Supplied data:

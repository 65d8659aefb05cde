//! Fitenenana: a form-letter assistant
//!
//! Loads a catalogue of document templates, lets the user pick one, edit its
//! placeholders inline and export the finished letter as plain text.
//!
//! - [`catalogue`]: template catalogue, loading and advisory validation
//! - [`engine`]: placeholder layout, annotated rendering and flattening
//! - [`session`]: per-user working state and the in-memory session store
//! - [`export`]: plain-text document assembly and the delivery fallback chain
//! - [`screens`]: axum router, handlers and askama screens
//!
//! # Example
//!
//! ```rust,no_run
//! use fitenenana::prelude::*;
//!
//! # async fn example() -> anyhow::Result<()> {
//! observability::init()?;
//! let config = FitenenanaConfig::load()?;
//! let addr = config.server.socket_addr()?;
//! let app = screens::router(AppState::initialize(config).await);
//!
//! let listener = tokio::net::TcpListener::bind(addr).await?;
//! axum::serve(listener, app).await?;
//! # Ok(())
//! # }
//! ```

#![allow(clippy::missing_errors_doc)]

pub mod catalogue;
pub mod config;
pub mod engine;
pub mod error;
pub mod export;
pub mod extractors;
pub mod health;
pub mod htmx;
pub mod middleware;
pub mod observability;
pub mod screens;
pub mod session;
pub mod state;
pub mod template;

#[cfg(test)]
pub mod testing;

pub mod prelude {
    //! Convenience re-exports for common types and traits

    pub use crate::catalogue::{
        Catalogue, CatalogueLoader, CatalogueSource, FailureKind, LoadError, Template,
        ValidationWarning, Validator,
    };
    pub use crate::config::FitenenanaConfig;
    pub use crate::engine::{AnnotatedStep, FieldId, Span, StepLayout};
    pub use crate::error::FitenenanaError;
    pub use crate::export::{
        Delivery, ExportChain, ExportDocument, ExportError, ExportSink, SinkKind,
    };
    pub use crate::htmx::{HxRefresh, HxRequest, HxResponseTrigger};
    pub use crate::middleware::{SessionConfig, SessionLayer};
    pub use crate::session::{SessionError, SessionId, SessionState, SessionStore};
    pub use crate::state::{AppState, CatalogueStatus};
    pub use crate::template::HxTemplate;
    pub use crate::{observability, screens};

    pub use askama;
    pub use axum;
}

What the exercise asks: Show all lines from the entries that hold "addr".

Answer box:
//! let addr = config.server.socket_addr()?;
//! let listener = tokio::net::TcpListener::bind(addr).await?;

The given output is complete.